Operating system hardening

We start at the base, which is of course, the operating system. We then move onto hardening specific software installations. Below is a list of some of the main functions we perform with regards to hardening a Linux operating system.

  • Fail2ban – an intrusion prevention program used to stop the bad guys from trying multiple passwords on a system ( brute force attempt ) to log on. Fail2Ban works in conjunction with the firewall rules and the secure log by logging and banning the IP address of the assailant. Protocols it can protect are ssh, ftp, http and more.
  • Rootkit hunter- program intended to scan scans for rootkits, backdoors and possible local exploits.
  • Chkrootkit – program intended to help find rootkits on a system.
  • LSM or Linux socket monitor- is a monitoring tool which tracks changes to ports and sockets (both network and inter-process) by comparing snapshots taken. It alerts you when new sockets are created which is often linked to undesirable activity on your Linux system.
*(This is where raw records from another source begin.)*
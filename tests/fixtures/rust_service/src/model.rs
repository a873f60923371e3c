#![non_null_api]

use serde::{Deserialize, Serialize};

#[derive(Debug, Clone, Serialize, Deserialize)]
#[serde(rename_all = "camelCase")]
pub struct Book {
    pub id: uuid::Uuid,
    #[validate(length(min = 1, max = 200))]
    pub title: String,
    pub author_name: String,
    #[nullable]
    pub subtitle: String,
    pub published: Option<chrono::NaiveDate>,
    pub genre: Genre,
    pub tags: Vec<String>,
    #[serde(skip)]
    pub cache_key: String,
}

#[derive(Debug, Clone, Serialize, Deserialize)]
pub enum Genre {
    Fiction,
    #[serde(rename = "non_fiction")]
    NonFiction,
}

#[derive(Debug, Clone, Serialize, Deserialize)]
pub struct Listing<T> {
    pub items: Vec<T>,
    pub total: u64,
}
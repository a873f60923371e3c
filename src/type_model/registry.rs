use super::{Annotation, ClassInfo, MetadataProvider};
use crate::error::{Error, Result};
use indexmap::IndexMap;
use log::{debug, warn};
use serde::{Deserialize, Serialize};
use std::collections::BTreeMap;
use std::fs;
use std::path::Path;

/// A serialized metadata dump, as produced by a build-time reflection step
#[derive(Debug, Clone, Default, Serialize, Deserialize)]
pub struct MetadataDump {
    /// Package name to package-level annotations
    #[serde(default)]
    pub packages: BTreeMap<String, Vec<Annotation>>,
    #[serde(default)]
    pub classes: Vec<ClassInfo>,
}

/// In-memory metadata provider
#[derive(Debug, Clone, Default)]
pub struct ClassRegistry {
    classes: IndexMap<String, ClassInfo>,
    packages: BTreeMap<String, Vec<Annotation>>,
}

impl ClassRegistry {
    pub fn new() -> Self {
        Self::default()
    }

    /// Add a class, normalizing its type variables. A class with the same
    /// name replaces the earlier one.
    pub fn insert(&mut self, mut class: ClassInfo) {
        class.normalize();
        debug!("Registering class {}", class.name);
        if let Some(previous) = self.classes.insert(class.name.clone(), class) {
            warn!("Duplicate class definition {}, keeping the last one", previous.name);
        }
    }

    /// Add package-level annotations
    pub fn annotate_package(&mut self, package: impl Into<String>, annotations: Vec<Annotation>) {
        self.packages
            .entry(package.into())
            .or_default()
            .extend(annotations);
    }

    pub fn merge_dump(&mut self, dump: MetadataDump) {
        for (package, annotations) in dump.packages {
            self.annotate_package(package, annotations);
        }
        for class in dump.classes {
            self.insert(class);
        }
    }

    pub fn merge(&mut self, other: ClassRegistry) {
        for (package, annotations) in other.packages {
            self.annotate_package(package, annotations);
        }
        for (_, class) in other.classes {
            self.insert(class);
        }
    }

    pub fn from_yaml(content: &str) -> Result<Self> {
        let dump: MetadataDump = serde_yaml::from_str(content)?;
        let mut registry = Self::new();
        registry.merge_dump(dump);
        Ok(registry)
    }

    pub fn from_json(content: &str) -> Result<Self> {
        let dump: MetadataDump = serde_json::from_str(content)?;
        let mut registry = Self::new();
        registry.merge_dump(dump);
        Ok(registry)
    }

    /// Load a metadata dump file; the format follows the file extension
    pub fn load_file(&mut self, path: &Path) -> Result<()> {
        debug!("Loading metadata dump {}", path.display());
        let content = fs::read_to_string(path)?;
        let is_json = path
            .extension()
            .map(|ext| ext.eq_ignore_ascii_case("json"))
            .unwrap_or(false);

        let dump: MetadataDump = if is_json {
            serde_json::from_str(&content).map_err(|e| Error::Parse {
                file: path.to_path_buf(),
                message: e.to_string(),
            })?
        } else {
            serde_yaml::from_str(&content).map_err(|e| Error::Parse {
                file: path.to_path_buf(),
                message: e.to_string(),
            })?
        };

        self.merge_dump(dump);
        Ok(())
    }

    pub fn get_mut(&mut self, name: &str) -> Option<&mut ClassInfo> {
        self.classes.get_mut(name)
    }

    pub fn len(&self) -> usize {
        self.classes.len()
    }

    pub fn is_empty(&self) -> bool {
        self.classes.is_empty()
    }

    /// Export the registry back into the dump format
    pub fn to_dump(&self) -> MetadataDump {
        MetadataDump {
            packages: self.packages.clone(),
            classes: self.classes.values().cloned().collect(),
        }
    }
}

impl MetadataProvider for ClassRegistry {
    fn find_class(&self, name: &str) -> Option<&ClassInfo> {
        self.classes.get(name)
    }

    fn classes(&self) -> Vec<&ClassInfo> {
        self.classes.values().collect()
    }

    fn package_annotations(&self, package: &str) -> &[Annotation] {
        self.packages
            .get(package)
            .map(|a| a.as_slice())
            .unwrap_or(&[])
    }
}
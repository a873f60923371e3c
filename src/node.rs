//! Nodes pair a source entity with the fragment of the document it contributes.

use crate::openapi::{Operation, Schema};
use crate::type_model::{FieldInfo, MethodInfo, ParameterInfo, TypeRef};
use indexmap::IndexMap;
use std::fmt;

/// Index of a node in its [`Graph`](crate::graph::Graph)
#[derive(Debug, Clone, Copy, PartialEq, Eq, Hash, PartialOrd, Ord)]
pub struct NodeId(pub usize);

/// The stable identity of a resolved source entity
#[derive(Debug, Clone, PartialEq, Eq, Hash, PartialOrd, Ord)]
pub struct EntityId(String);

impl EntityId {
    pub fn as_str(&self) -> &str {
        &self.0
    }
}

impl fmt::Display for EntityId {
    fn fmt(&self, f: &mut fmt::Formatter<'_>) -> fmt::Result {
        f.write_str(&self.0)
    }
}

/// The position a type use occupies in its owner
#[derive(Debug, Clone, Copy, PartialEq, Eq, Hash)]
pub enum TypeSlot {
    /// Declared type of a property or parameter
    Declared,
    /// Return type of a method
    Return,
    /// Element type of an array
    Items,
    /// Value type of a map
    Values,
    /// Wrapped type of an optional
    Inner,
}

impl TypeSlot {
    pub fn as_str(self) -> &'static str {
        match self {
            TypeSlot::Declared => "type",
            TypeSlot::Return => "return",
            TypeSlot::Items => "items",
            TypeSlot::Values => "values",
            TypeSlot::Inner => "inner",
        }
    }
}

/// A named subtype of a polymorphic base
#[derive(Debug, Clone, PartialEq)]
pub struct UnionVariant {
    /// Discriminator value
    pub name: String,
    /// Fully qualified class name
    pub class: String,
}

/// An immutable reference to a reflected program element
#[derive(Debug, Clone, PartialEq)]
pub enum SourceEntity {
    /// An endpoint class
    Endpoint { class: String },
    /// A method exposed on an endpoint, with generic types resolved
    Method {
        endpoint: String,
        declared_in: String,
        method: MethodInfo,
    },
    /// A method parameter, with its type resolved
    Parameter {
        method: EntityId,
        declared_in: String,
        parameter: ParameterInfo,
    },
    /// An entity class reached with concrete type arguments
    Entity { class: String, args: Vec<TypeRef> },
    /// A polymorphic base class replaced by the union of its subtypes
    Union {
        base: String,
        property: String,
        variants: Vec<UnionVariant>,
    },
    /// A field of an entity, with its type resolved
    Property {
        owner: EntityId,
        declared_in: String,
        field: FieldInfo,
    },
    /// A type at a position inside its owner
    TypeUse {
        owner: EntityId,
        slot: TypeSlot,
        ty: TypeRef,
    },
}

/// Name of the component schema for a (possibly generic) class
pub fn component_name(class: &str, args: &[TypeRef]) -> String {
    let base = class.replace("::", ".");
    if args.is_empty() {
        return base;
    }
    let args: Vec<String> = args
        .iter()
        .map(|a| {
            a.to_string()
                .replace("::", ".")
                .replace(", ", "_")
                .replace(['<', '>'], "_")
                .trim_end_matches('_')
                .to_string()
        })
        .collect();
    format!("{}_{}", base, args.join("_"))
}

impl SourceEntity {
    /// The identity used for deduplication and the visited set
    pub fn identity(&self) -> EntityId {
        let identity = match self {
            SourceEntity::Endpoint { class } => format!("endpoint:{}", class),
            SourceEntity::Method { endpoint, method, .. } => {
                format!("method:{}#{}", endpoint, method.signature())
            }
            SourceEntity::Parameter { method, parameter, .. } => {
                format!("parameter:{}/{}", method, parameter.name)
            }
            SourceEntity::Entity { class, args } => format!(
                "entity:{}",
                TypeRef::Class {
                    name: class.clone(),
                    args: args.clone(),
                }
            ),
            SourceEntity::Union { base, .. } => format!("entity:{}", base),
            SourceEntity::Property { owner, field, .. } => format!("property:{}.{}", owner, field.name),
            SourceEntity::TypeUse { owner, slot, ty } => {
                format!("type:{}/{}:{}", owner, slot.as_str(), ty)
            }
        };
        EntityId(identity)
    }

    /// Name of the component schema, for entities that get one
    pub fn component_name(&self) -> Option<String> {
        match self {
            SourceEntity::Entity { class, args } => Some(component_name(class, args)),
            SourceEntity::Union { base, .. } => Some(component_name(base, &[])),
            _ => None,
        }
    }

    /// The class whose schema this entity describes, if any
    pub fn class_name(&self) -> Option<&str> {
        match self {
            SourceEntity::Endpoint { class } | SourceEntity::Entity { class, .. } => Some(class),
            SourceEntity::Union { base, .. } => Some(base),
            _ => None,
        }
    }

    pub fn kind(&self) -> &'static str {
        match self {
            SourceEntity::Endpoint { .. } => "endpoint",
            SourceEntity::Method { .. } => "method",
            SourceEntity::Parameter { .. } => "parameter",
            SourceEntity::Entity { .. } => "entity",
            SourceEntity::Union { .. } => "union",
            SourceEntity::Property { .. } => "property",
            SourceEntity::TypeUse { .. } => "type",
        }
    }
}

/// Endpoint tag plus its operations keyed by path
#[derive(Debug, Clone, Default, PartialEq)]
pub struct EndpointFragment {
    pub name: String,
    pub class_name: String,
    pub operations: IndexMap<String, Operation>,
}

/// One operation with its request object and response schemas
#[derive(Debug, Clone, Default, PartialEq)]
pub struct OperationFragment {
    pub path: String,
    pub operation: Operation,
    /// Object schema with one property per parameter
    pub request: Schema,
    pub response: Option<Schema>,
}

/// A named entry of an object schema (property or request parameter)
#[derive(Debug, Clone, Default, PartialEq)]
pub struct PropertyFragment {
    pub name: String,
    pub schema: Schema,
    pub required: bool,
}

/// The part of the output document a node contributes
#[derive(Debug, Clone, PartialEq)]
pub enum TargetFragment {
    Endpoint(EndpointFragment),
    Operation(OperationFragment),
    Schema(Schema),
    Property(PropertyFragment),
}

impl TargetFragment {
    /// The empty fragment matching a source entity
    pub fn for_source(source: &SourceEntity) -> Self {
        match source {
            SourceEntity::Endpoint { class } => TargetFragment::Endpoint(EndpointFragment {
                class_name: class.clone(),
                ..EndpointFragment::default()
            }),
            SourceEntity::Method { .. } => TargetFragment::Operation(OperationFragment {
                request: Schema::object(),
                ..OperationFragment::default()
            }),
            SourceEntity::Parameter { parameter, .. } => TargetFragment::Property(PropertyFragment {
                name: parameter.name.clone(),
                ..PropertyFragment::default()
            }),
            SourceEntity::Property { field, .. } => TargetFragment::Property(PropertyFragment {
                name: field.name.clone(),
                ..PropertyFragment::default()
            }),
            SourceEntity::Entity { .. } | SourceEntity::Union { .. } | SourceEntity::TypeUse { .. } => {
                TargetFragment::Schema(Schema::default())
            }
        }
    }

    pub fn as_schema(&self) -> Option<&Schema> {
        match self {
            TargetFragment::Schema(schema) => Some(schema),
            TargetFragment::Property(property) => Some(&property.schema),
            _ => None,
        }
    }

    /// The schema of a schema or property fragment
    pub fn schema_mut(&mut self) -> Option<&mut Schema> {
        match self {
            TargetFragment::Schema(schema) => Some(schema),
            TargetFragment::Property(property) => Some(&mut property.schema),
            _ => None,
        }
    }

    pub fn property_mut(&mut self) -> Option<&mut PropertyFragment> {
        match self {
            TargetFragment::Property(property) => Some(property),
            _ => None,
        }
    }

    pub fn operation_mut(&mut self) -> Option<&mut OperationFragment> {
        match self {
            TargetFragment::Operation(operation) => Some(operation),
            _ => None,
        }
    }

    pub fn endpoint_mut(&mut self) -> Option<&mut EndpointFragment> {
        match self {
            TargetFragment::Endpoint(endpoint) => Some(endpoint),
            _ => None,
        }
    }
}

/// Processing state of a node
#[derive(Debug, Clone, Copy, PartialEq, Eq, PartialOrd, Ord)]
pub enum NodeState {
    Discovered,
    Resolved,
    Scanned,
    ChildrenProcessed,
    Exited,
}

/// A source entity paired with its fragment, before it becomes a node.
/// Plugins may replace either half during resolution.
#[derive(Debug, Clone, PartialEq)]
pub struct NodeDraft {
    pub source: SourceEntity,
    pub target: TargetFragment,
}

impl NodeDraft {
    pub fn new(source: SourceEntity) -> Self {
        let target = TargetFragment::for_source(&source);
        Self { source, target }
    }

    pub fn identity(&self) -> EntityId {
        self.source.identity()
    }
}

#[derive(Debug, Clone)]
pub struct Node {
    pub id: NodeId,
    pub identity: EntityId,
    pub source: SourceEntity,
    pub(crate) target: TargetFragment,
    pub state: NodeState,
    /// The node this one is nested in; `None` for roots
    pub parent: Option<NodeId>,
    pub children: Vec<NodeId>,
    /// Component names this node refers to
    pub references: Vec<String>,
}

impl Node {
    pub fn target(&self) -> &TargetFragment {
        &self.target
    }

    pub fn is_exited(&self) -> bool {
        self.state == NodeState::Exited
    }
}

/// The nodes from a root to the current node
#[derive(Debug, Clone, Default, PartialEq, Eq)]
pub struct NodePath(Vec<NodeId>);

impl NodePath {
    pub fn root() -> Self {
        Self::default()
    }

    /// A new path extended by `id`
    pub fn child(&self, id: NodeId) -> Self {
        let mut ids = self.0.clone();
        ids.push(id);
        Self(ids)
    }

    /// The node being processed
    pub fn current(&self) -> Option<NodeId> {
        self.0.last().copied()
    }

    pub fn parent(&self) -> Option<NodeId> {
        self.0.iter().rev().nth(1).copied()
    }

    /// Enclosing nodes, nearest first, excluding the current node
    pub fn ancestors(&self) -> impl Iterator<Item = NodeId> + '_ {
        self.0.iter().rev().skip(1).copied()
    }

    pub fn len(&self) -> usize {
        self.0.len()
    }

    pub fn is_empty(&self) -> bool {
        self.0.is_empty()
    }
}

#[cfg(test)]
mod tests {
    use super::*;
    use pretty_assertions::assert_eq;

    #[test]
    fn test_entity_identity_includes_arguments() {
        let plain = SourceEntity::Entity {
            class: "com.example.Page".to_string(),
            args: vec![],
        };
        let bound = SourceEntity::Entity {
            class: "com.example.Page".to_string(),
            args: vec![TypeRef::class("com.example.User")],
        };
        assert_eq!(plain.identity().as_str(), "entity:com.example.Page");
        assert_eq!(bound.identity().as_str(), "entity:com.example.Page<com.example.User>");
    }

    #[test]
    fn test_union_shares_identity_with_its_base() {
        let entity = SourceEntity::Entity {
            class: "com.example.Animal".to_string(),
            args: vec![],
        };
        let union = SourceEntity::Union {
            base: "com.example.Animal".to_string(),
            property: "kind".to_string(),
            variants: vec![],
        };
        assert_eq!(entity.identity(), union.identity());
    }

    #[test]
    fn test_component_names() {
        assert_eq!(component_name("crate::model::User", &[]), "crate.model.User");
        assert_eq!(
            component_name(
                "com.example.Wrapper",
                &[TypeRef::parse("Map<string, com.example.User>").unwrap()]
            ),
            "com.example.Wrapper_Map_string_com.example.User"
        );
    }

    #[test]
    fn test_node_path() {
        let path = NodePath::root().child(NodeId(0)).child(NodeId(3)).child(NodeId(7));
        assert_eq!(path.current(), Some(NodeId(7)));
        assert_eq!(path.parent(), Some(NodeId(3)));
        assert_eq!(path.ancestors().collect::<Vec<_>>(), vec![NodeId(3), NodeId(0)]);
        assert!(NodePath::root().parent().is_none());
    }
}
  • Port knocking is a method to open an external port which is normally closed by requiring connection attempts to a series of predefined closed ports. Think of it as a secret knock to open the door. Once the correct sequence of knocks is heard, the person on the other side of the door will open for you. This is a very good security implementation for ssh and other remote entry protocols.
  • Purge/Remove unnecessary software and packages
  • Remove unused processes.
  • Remove ipv6 if not used and any software listening on those ipv4 addresses.
  • Logwatch – program that helps with simple log management by analyzing and reporting a daily summary of activities taking place on your server.
  • Firewall installation and configuration
  • Check and correct Openssh configuration, including certificate directory permissions, ssh root login removal, ssh v2 only implementation, changing the default ssh port, implemement allow_user and allow groups, implement ssh warning banners.
  • O.S patching and updating – making sure the operating system is on the latest and most secure version.
  • Install and schedule ClamAV- Antivirus solution for Linux.
  • Secure tmp directories with nodev, nosuid, and noexec Options
  • Delete unused operating system users and confirm unused shells for legitimate users
  • Remove SUID/GUID from binaries – many programs in linux need elevated priveleges fo specific reasons, an example would be to be able to create sockets. We search and remove SUID and GUID from binaries not in use.
  • We check default file creation modes and check on Password controls
  • Remove usb storage devices ( not applicable to VPS servers )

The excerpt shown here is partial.